**DATA SHOWN**
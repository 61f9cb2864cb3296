use serde::{Deserialize, Serialize};

/// CSS hooks into the configurator widget.
///
/// Every control is a `group` element holding a `label`, a `toggle` that
/// opens a `menu` of `item`s, each wrapping an `option` link, and a `display`
/// element that shows the current value. Numeric items carry their value in
/// `id_attr`.
#[derive(Debug, Clone, Deserialize, Serialize)]
#[serde(default)]
pub struct WidgetSelectors {
    pub group: String,
    pub label: String,
    pub toggle: String,
    pub menu: String,
    pub item: String,
    pub option: String,
    pub id_attr: String,
    pub display: String,
    pub price_button: String,
    /// Fallback when `price_button` matches nothing: any link or button with this text.
    pub price_button_text: String,
    pub price_display: String,
    /// Clicked to close any open menu.
    pub dismiss: String,
}

impl Default for WidgetSelectors {
    fn default() -> Self {
        Self {
            group: ".control-group".into(),
            label: "label.control-label".into(),
            toggle: "a.dropdown-toggle".into(),
            menu: "ul.dropdown-menu".into(),
            item: "li".into(),
            option: "a.filter-option".into(),
            id_attr: "data-value".into(),
            display: ".filter-text".into(),
            price_button: "a.filter-price-button".into(),
            price_button_text: "Select Quantity & Get Price".into(),
            price_display: ".product-price .price1".into(),
            dismiss: "body".into(),
        }
    }
}
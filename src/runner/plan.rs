use crate::config::Config;
use crate::model::{Configuration, Setting};

/// One sweep axis with its values already expanded.
#[derive(Debug, Clone)]
pub struct Axis {
    pub control: String,
    pub column: String,
    pub resets: Vec<String>,
    pub nudge: bool,
    pub settings: Vec<Setting>,
}

/// Everything the driver needs from a sweep file, expanded once.
#[derive(Debug, Clone)]
pub struct SweepPlan {
    pub presets: Vec<(String, String)>,
    pub axes: Vec<Axis>,
    pub quantity_control: String,
    pub quantities: Vec<String>,
    pub label_prefix: Option<String>,
    pub price_adjustment: f64,
}

impl SweepPlan {
    pub fn from_config(config: &Config) -> Self {
        let axes = config
            .dimensions
            .iter()
            .map(|dim| Axis {
                control: dim.control.clone(),
                column: dim.column().to_string(),
                resets: dim.resets.clone(),
                nudge: dim.nudge,
                settings: dim
                    .values()
                    .iter()
                    .map(|opt| Setting {
                        control: dim.control.clone(),
                        value: opt.value.clone(),
                        code: dim.label_code(opt),
                        forced: dim.forced,
                    })
                    .collect(),
            })
            .collect();

        Self {
            presets: config
                .presets
                .iter()
                .map(|p| (p.control.clone(), p.value.0.clone()))
                .collect(),
            axes,
            quantity_control: config.quantity.control.clone(),
            quantities: config.quantity.values(),
            label_prefix: config
                .label_prefix
                .clone()
                .filter(|p| !p.trim().is_empty()),
            price_adjustment: config.output.price_adjustment,
        }
    }

    pub fn configuration_count(&self) -> usize {
        self.axes.iter().map(|a| a.settings.len()).product()
    }

    /// CSV header columns preceding `Quantity,Price`.
    pub fn columns(&self) -> Vec<String> {
        self.axes.iter().map(|a| a.column.clone()).collect()
    }

    /// Configurations in cartesian-product order, last axis fastest.
    pub fn configurations(&self) -> Configurations<'_> {
        let cursor = if self.axes.iter().any(|a| a.settings.is_empty()) {
            None
        } else {
            Some(vec![0; self.axes.len()])
        };
        Configurations {
            plan: self,
            cursor,
            index: 0,
        }
    }
}

/// Odometer over the axes of a [`SweepPlan`].
pub struct Configurations<'a> {
    plan: &'a SweepPlan,
    cursor: Option<Vec<usize>>,
    index: usize,
}

impl Iterator for Configurations<'_> {
    type Item = Configuration;

    fn next(&mut self) -> Option<Configuration> {
        let cursor = self.cursor.as_mut()?;
        let axes = &self.plan.axes;

        let settings = cursor
            .iter()
            .zip(axes)
            .map(|(&i, axis)| axis.settings[i].clone())
            .collect();
        let configuration =
            Configuration::new(self.index, settings, self.plan.label_prefix.clone());
        self.index += 1;

        let mut advanced = false;
        for pos in (0..cursor.len()).rev() {
            cursor[pos] += 1;
            if cursor[pos] < axes[pos].settings.len() {
                advanced = true;
                break;
            }
            cursor[pos] = 0;
        }
        if !advanced {
            self.cursor = None;
        }

        Some(configuration)
    }

    fn size_hint(&self) -> (usize, Option<usize>) {
        let remaining = match self.cursor {
            Some(_) => self.plan.configuration_count() - self.index,
            None => 0,
        };
        (remaining, Some(remaining))
    }
}

impl ExactSizeIterator for Configurations<'_> {}
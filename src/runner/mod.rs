pub(crate) mod plan;
pub(crate) mod price;
pub(crate) mod selector;
pub(crate) mod sweep;

use crate::config::{BrowserConfig, Config};
use crate::output;
use crate::surface::PageSurface;
use crate::Result;
use eoka::{Browser, Page};
use sweep::{SweepDriver, SweepReport};
use tracing::{debug, info, warn};

/// Owns the browser session a sweep runs in.
pub struct Runner {
    browser: Browser,
    page: Page,
}

impl Runner {
    /// Launch a browser with the given config.
    pub async fn new(config: &BrowserConfig) -> Result<Self> {
        let stealth = eoka::StealthConfig {
            headless: config.headless,
            proxy: config.proxy.clone(),
            user_agent: config.user_agent.clone(),
            viewport_width: config.viewport.as_ref().map(|v| v.width).unwrap_or(1280),
            viewport_height: config.viewport.as_ref().map(|v| v.height).unwrap_or(720),
            ..Default::default()
        };

        debug!(
            "Launching browser (headless: {}, proxy: {:?})",
            config.headless, config.proxy
        );
        let browser = Browser::launch_with_config(stealth).await?;
        let page = browser.new_page("about:blank").await?;

        Ok(Self { browser, page })
    }

    /// Load the target, apply presets and sweep into the configured output.
    ///
    /// The output file exists once this returns, even when the sweep never
    /// got past navigation or presets.
    pub async fn run(&self, config: &Config) -> Result<SweepReport> {
        let surface = PageSurface::new(&self.page, config.widget.clone());
        let driver = SweepDriver::new(&surface, config);
        info!(
            "{} configurations x {} quantities",
            driver.plan().configuration_count(),
            driver.plan().quantities.len()
        );

        let mut sink = output::create(&config.output, &driver.plan().columns())?;
        if let Err(e) = self.prepare(config, &driver).await {
            sink.finish()?;
            return Err(e);
        }
        driver.run(sink.as_mut()).await
    }

    async fn prepare(
        &self,
        config: &Config,
        driver: &SweepDriver<'_, PageSurface<'_>>,
    ) -> Result<()> {
        info!("Navigating to: {}", config.target.url);
        self.page.goto(&config.target.url).await?;
        if let Err(e) = self.page.wait_for_network_idle(500, 10_000).await {
            warn!("Page did not go idle: {}", e);
        }
        self.page.wait(config.target.settle_ms).await;
        driver.apply_presets().await
    }

    /// Close the browser.
    pub async fn close(self) -> Result<()> {
        self.browser.close().await?;
        Ok(())
    }
}
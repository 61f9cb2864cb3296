//! The page as the selector, reader and driver see it.

mod page;
#[cfg(test)]
pub(crate) mod scripted;

pub use page::PageSurface;

use crate::model::OptionEntry;
use crate::Result;
use async_trait::async_trait;
use std::path::Path;

/// Named controls with open/list/activate/read semantics, plus the price
/// action and display. One implementation per page session; calls are
/// never issued concurrently.
#[async_trait(?Send)]
pub trait ControlSurface {
    /// Whether the page session is still usable.
    async fn is_alive(&self) -> bool;

    /// Sleep on the page clock.
    async fn wait(&self, ms: u64);

    /// Wait for pending network activity to finish.
    async fn settle(&self) -> Result<()>;

    /// Close any open option list.
    async fn dismiss(&self) -> Result<()>;

    /// Open the option list of `control`.
    async fn open(&self, control: &str) -> Result<()>;

    /// Entries of the option list of `control`, in page order.
    async fn options(&self, control: &str) -> Result<Vec<OptionEntry>>;

    /// Click the `index`th entry of `control`'s option list.
    async fn activate(&self, control: &str, index: usize) -> Result<()>;

    /// Text the control currently shows as its value.
    async fn displayed_value(&self, control: &str) -> Result<String>;

    /// Blank the price display so a stale price cannot be read back.
    async fn clear_price(&self) -> Result<()>;

    /// Trigger the price computation.
    async fn request_price(&self) -> Result<()>;

    /// Current price text, `None` while nothing is shown.
    async fn price_text(&self) -> Result<Option<String>>;

    /// Reload the page.
    async fn reload(&self) -> Result<()>;

    async fn screenshot(&self, path: &Path) -> Result<()>;
}
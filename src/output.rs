//! Quote sinks: the only state that outlives a sweep.

use crate::config::{OutputConfig, OutputFormat};
use crate::model::{Configuration, Quote};
use crate::Result;
use std::fs::File;
use std::io::{BufWriter, Write};
use tracing::info;

/// Receives quotes in sweep order. `begin`/`end` bracket each configuration.
pub trait QuoteSink {
    fn begin(&mut self, configuration: &Configuration) -> Result<()>;
    fn record(&mut self, configuration: &Configuration, quote: &Quote) -> Result<()>;
    fn end(&mut self, configuration: &Configuration) -> Result<()>;
    fn finish(&mut self) -> Result<()>;
}

/// `label`, then `quantity;;price` lines, then a blank line.
pub struct TextSink<W: Write> {
    out: W,
}

impl<W: Write> TextSink<W> {
    pub fn new(out: W) -> Self {
        Self { out }
    }
}

impl<W: Write> QuoteSink for TextSink<W> {
    fn begin(&mut self, configuration: &Configuration) -> Result<()> {
        writeln!(self.out, "{}", configuration.label())?;
        Ok(())
    }

    fn record(&mut self, _configuration: &Configuration, quote: &Quote) -> Result<()> {
        writeln!(self.out, "{};;{}", quote.quantity, quote.outcome.marker())?;
        Ok(())
    }

    fn end(&mut self, _configuration: &Configuration) -> Result<()> {
        writeln!(self.out)?;
        self.out.flush()?;
        Ok(())
    }

    fn finish(&mut self) -> Result<()> {
        self.out.flush()?;
        Ok(())
    }
}

/// One header row, then one row per quote.
pub struct CsvSink<W: Write> {
    writer: csv::Writer<W>,
}

impl<W: Write> CsvSink<W> {
    /// `columns` name the dimensions; `Quantity` and `Price` are appended.
    pub fn new(out: W, columns: &[String]) -> Result<Self> {
        let mut writer = csv::Writer::from_writer(out);
        let header = columns
            .iter()
            .map(String::as_str)
            .chain(["Quantity", "Price"]);
        writer.write_record(header)?;
        Ok(Self { writer })
    }
}

impl<W: Write> QuoteSink for CsvSink<W> {
    fn begin(&mut self, _configuration: &Configuration) -> Result<()> {
        Ok(())
    }

    fn record(&mut self, configuration: &Configuration, quote: &Quote) -> Result<()> {
        let marker = quote.outcome.marker();
        let row = configuration
            .values()
            .chain([quote.quantity.as_str(), marker.as_str()]);
        self.writer.write_record(row)?;
        Ok(())
    }

    fn end(&mut self, _configuration: &Configuration) -> Result<()> {
        self.writer.flush()?;
        Ok(())
    }

    fn finish(&mut self) -> Result<()> {
        self.writer.flush()?;
        Ok(())
    }
}

/// Open the configured output file.
pub fn create(config: &OutputConfig, columns: &[String]) -> Result<Box<dyn QuoteSink>> {
    if let Some(dir) = config.path.parent().filter(|d| !d.as_os_str().is_empty()) {
        std::fs::create_dir_all(dir)?;
    }
    let file = BufWriter::new(File::create(&config.path)?);
    info!(
        "Writing {} quotes to {}",
        config.format,
        config.path.display()
    );
    Ok(match config.format {
        OutputFormat::Text => Box::new(TextSink::new(file)),
        OutputFormat::Csv => Box::new(CsvSink::new(file, columns)?),
    })
}
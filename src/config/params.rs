use crate::{Error, Result};
use once_cell::sync::Lazy;
use regex::{Captures, Regex};
use serde::Deserialize;
use std::collections::HashMap;

static PARAM_RE: Lazy<Regex> =
    Lazy::new(|| Regex::new(r"\$\{([A-Za-z_][A-Za-z0-9_]*)\}").expect("invalid param regex"));

/// Values supplied on the command line with `-P key=value`.
#[derive(Debug, Clone, Default)]
pub struct Params {
    values: HashMap<String, String>,
}

impl Params {
    pub fn new() -> Self {
        Self::default()
    }

    /// Set a parameter value.
    pub fn set(mut self, key: impl Into<String>, value: impl Into<String>) -> Self {
        self.values.insert(key.into(), value.into());
        self
    }

    pub fn get(&self, key: &str) -> Option<&str> {
        self.values.get(key).map(String::as_str)
    }

    pub fn is_empty(&self) -> bool {
        self.values.is_empty()
    }

    /// Parse `key=value` pairs. The value may itself contain `=`.
    pub fn from_args(args: &[String]) -> Result<Self> {
        args.iter().try_fold(Self::new(), |params, arg| {
            let (key, value) = arg.split_once('=').ok_or_else(|| {
                Error::Config(format!("invalid param '{}', expected key=value", arg))
            })?;
            if key.trim().is_empty() {
                return Err(Error::Config(format!("invalid param '{}', empty key", arg)));
            }
            Ok(params.set(key.trim(), value))
        })
    }
}

/// A parameter declared in the sweep file.
#[derive(Debug, Clone, Deserialize)]
pub struct ParamDef {
    #[serde(default)]
    pub required: bool,
    pub default: Option<String>,
    pub description: Option<String>,
}

/// Replace every `${name}` in `template`.
///
/// Supplied values win over declared defaults. A declared optional param with
/// no default becomes an empty string; undeclared names are left untouched.
pub fn substitute(
    template: &str,
    params: &Params,
    defs: &HashMap<String, ParamDef>,
) -> Result<String> {
    let mut missing = None;
    let out = PARAM_RE.replace_all(template, |caps: &Captures| {
        let name = &caps[1];
        if let Some(v) = params.get(name) {
            return v.to_string();
        }
        match defs.get(name) {
            Some(ParamDef {
                default: Some(d), ..
            }) => d.clone(),
            Some(ParamDef { required: true, .. }) => {
                missing.get_or_insert_with(|| name.to_string());
                String::new()
            }
            Some(_) => String::new(),
            None => caps[0].to_string(),
        }
    });

    match missing {
        Some(name) => Err(Error::Config(format!(
            "missing required parameter: {}",
            name
        ))),
        None => Ok(out.into_owned()),
    }
}

/// Walk a YAML tree and substitute params in every string scalar.
pub fn substitute_value(
    value: &mut serde_yaml::Value,
    params: &Params,
    defs: &HashMap<String, ParamDef>,
) -> Result<()> {
    match value {
        serde_yaml::Value::String(s) => *s = substitute(s, params, defs)?,
        serde_yaml::Value::Mapping(map) => {
            for (_, v) in map.iter_mut() {
                substitute_value(v, params, defs)?;
            }
        }
        serde_yaml::Value::Sequence(seq) => {
            for v in seq.iter_mut() {
                substitute_value(v, params, defs)?;
            }
        }
        _ => {}
    }
    Ok(())
}
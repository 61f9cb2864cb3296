pub mod dimension;
pub mod params;
pub mod schema;
pub mod widget;

pub use dimension::{Dimension, OptionSpec, Preset, QuantitySpec, RangeSpec, Scalar};
pub use params::{ParamDef, Params};
pub use schema::{
    BrowserConfig, Config, OnFailure, OutputConfig, OutputFormat, RetryConfig, TargetUrl, Timing,
    Viewport,
};
pub use widget::WidgetSelectors;
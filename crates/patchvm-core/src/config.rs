use std::fmt;

use serde::Deserialize;

use crate::error::Error;

/// Coordinates and credentials of the repository holding the releases.
///
/// The branch holds one directory per released version, named after the
/// version id, each containing a file named `patch_file_name`.
#[derive(Clone, PartialEq, Eq, Deserialize)]
pub struct ConnectionConfig {
    pub login: String,
    pub password: String,
    pub project_owner: String,
    pub project_id: String,
    pub project_name: String,
    pub branch: String,
    pub patch_file_name: String,
}

impl ConnectionConfig {
    /// Check the config before any request is sent.
    ///
    /// # Errors
    /// Returns [`Error::Configuration`] if the login or the password is empty.
    pub fn validate(&self) -> Result<(), Error> {
        if self.login.is_empty() || self.password.is_empty() {
            return Err(Error::Configuration(
                "the login and/or password cannot be empty".to_string(),
            ));
        }
        Ok(())
    }
}

impl fmt::Debug for ConnectionConfig {
    fn fmt(&self, f: &mut fmt::Formatter<'_>) -> fmt::Result {
        f.debug_struct("ConnectionConfig")
            .field("login", &self.login)
            .field("password", &"<redacted>")
            .field("project_owner", &self.project_owner)
            .field("project_id", &self.project_id)
            .field("project_name", &self.project_name)
            .field("branch", &self.branch)
            .field("patch_file_name", &self.patch_file_name)
            .finish()
    }
}

/// An application whose updates are managed.
pub trait Manageable: Send + Sync {
    fn current_version(&self) -> &str;
}

impl Manageable for &str {
    fn current_version(&self) -> &str {
        self
    }
}

impl Manageable for String {
    fn current_version(&self) -> &str {
        self
    }
}

/// Supplies the connection config for an application.
pub trait ConfigProvider: Send + Sync {
    /// # Errors
    /// Returns [`Error::Configuration`] when no usable config exists.
    fn connection_config(&self, application: &dyn Manageable) -> Result<ConnectionConfig, Error>;
}

impl ConfigProvider for ConnectionConfig {
    fn connection_config(&self, _application: &dyn Manageable) -> Result<ConnectionConfig, Error> {
        Ok(self.clone())
    }
}

#[cfg(test)]
pub(crate) fn test_config() -> ConnectionConfig {
    ConnectionConfig {
        login: "esso/bedo".to_string(),
        password: ":\\/".to_string(),
        project_owner: "owner2".to_string(),
        project_id: "123456".to_string(),
        project_name: "project3".to_string(),
        branch: "branch1".to_string(),
        patch_file_name: "patch.properties".to_string(),
    }
}
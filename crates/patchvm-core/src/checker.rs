use std::sync::Arc;

use log::info;

use crate::error::Error;
use crate::ordering;
use crate::session::RemoteSession;
use crate::task::{TaskContext, TaskMessage};

/// Finds out whether the remote publishes a version newer than the caller's.
#[derive(Clone)]
pub struct UpdateChecker {
    session: Arc<RemoteSession>,
}

impl UpdateChecker {
    #[must_use]
    pub fn new(session: Arc<RemoteSession>) -> Self {
        Self { session }
    }

    #[must_use]
    pub fn cancelable(&self) -> bool {
        true
    }

    /// Return the latest published version if it sorts after
    /// `current_version`, `None` otherwise.
    ///
    /// The version list is fetched again on every call.
    ///
    /// # Errors
    /// Returns [`Error::Cancelled`] if cancellation is requested before the
    /// list is available, or the session error that prevented listing.
    pub async fn check(
        &self,
        current_version: &str,
        context: &dyn TaskContext,
    ) -> Result<Option<String>, Error> {
        ensure_not_cancelled(context)?;
        context.report_message(TaskMessage::Checking);

        let versions = self
            .session
            .list_versions()
            .await
            .map_err(|error| cancellation_or(error, context))?;
        ensure_not_cancelled(context)?;

        let Some(latest) = versions.latest() else {
            info!("No version published yet");
            return Ok(None);
        };
        if ordering::is_newer(latest, current_version) {
            info!("Version {latest} is available (current: {current_version})");
            Ok(Some(latest.to_string()))
        } else {
            info!("Version {current_version} is up to date (latest: {latest})");
            Ok(None)
        }
    }
}

pub(crate) fn ensure_not_cancelled(context: &dyn TaskContext) -> Result<(), Error> {
    if context.is_cancellation_requested() {
        Err(Error::Cancelled)
    } else {
        Ok(())
    }
}

/// Once cancellation has been requested it is reported instead of `error`.
pub(crate) fn cancellation_or(error: Error, context: &dyn TaskContext) -> Error {
    if context.is_cancellation_requested() {
        Error::Cancelled
    } else {
        error
    }
}
use std::path::PathBuf;

use patchvm_platform::AppPathsError;
use thiserror::Error;

use crate::settings::SettingsError;

#[derive(Debug, Error)]
pub enum AppError {
    #[error(transparent)]
    Paths(#[from] AppPathsError),

    #[error(transparent)]
    Settings(#[from] SettingsError),

    #[error(transparent)]
    Core(#[from] patchvm_core::Error),

    #[error(transparent)]
    Transport(#[from] patchvm_core::TransportError),

    #[error("no current version given, use --current-version or set current_version in {}", settings.display())]
    MissingCurrentVersion { settings: PathBuf },

    #[error("could not write {}: {source}", path.display())]
    Output {
        path: PathBuf,
        #[source]
        source: std::io::Error,
    },
}

impl AppError {
    #[must_use]
    pub fn is_cancelled(&self) -> bool {
        matches!(self, Self::Core(error) if error.is_cancelled())
    }
}
//! Core logic of patchvm, independent of the host and its user interface:
//! - Version ordering of release names.
//! - An authenticated session against the release repository.
//! - Update checks and patch downloads with progress and cancellation.
//!
//! The HTTP layer sits behind the [`Transport`] trait; [`ReqwestTransport`]
//! is the production implementation.

mod checker;
mod config;
mod downloader;
mod error;
#[cfg(test)]
mod fake;
mod manager;
pub mod ordering;
mod progress;
mod session;
mod task;
pub mod transport;
mod versions;

/// Update check against the latest published version.
pub use checker::UpdateChecker;
/// Repository coordinates and the host-side config traits.
pub use config::{ConfigProvider, ConnectionConfig, Manageable};
/// Streaming patch download.
pub use downloader::{CHUNK_SIZE, DownloadSummary, PatchDownloader};
/// Error taxonomy shared by every operation.
pub use error::{AuthError, Error, FailureCause};
/// Facade building one shared session per host.
pub use manager::{DEFAULT_ENDPOINT, VersionManager};
/// Download progress arithmetic, including the nominal scale for unknown sizes.
pub use progress::{DownloadProgress, NOMINAL_TOTAL};
/// Lazily authenticated access to the release repository.
pub use session::{PatchStream, RemoteSession};
/// Progress, message and cancellation contract with the host.
pub use task::{NoopContext, TaskContext, TaskMessage};
pub use transport::{ReqwestTransport, Transport, TransportError, TransportOptions};
/// Ordered set of published versions.
pub use versions::VersionSet;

**WORK TO BE COMPLETED**
Write out only the lines from the very start of the entries above to the line that includes "any open menu.", both ends included, each one unchanged.

**YOUR RESPONSE**
repository 61f9cb2864cb3296
use serde::{Deserialize, Serialize};

/// CSS hooks into the configurator widget.
///
/// Every control is a `group` element holding a `label`, a `toggle` that
/// opens a `menu` of `item`s, each wrapping an `option` link, and a `display`
/// element that shows the current value. Numeric items carry their value in
/// `id_attr`.
#[derive(Debug, Clone, Deserialize, Serialize)]
#[serde(default)]
pub struct WidgetSelectors {
    pub group: String,
    pub label: String,
    pub toggle: String,
    pub menu: String,
    pub item: String,
    pub option: String,
    pub id_attr: String,
    pub display: String,
    pub price_button: String,
    /// Fallback when `price_button` matches nothing: any link or button with this text.
    pub price_button_text: String,
    pub price_display: String,
    /// Clicked to close any open menu.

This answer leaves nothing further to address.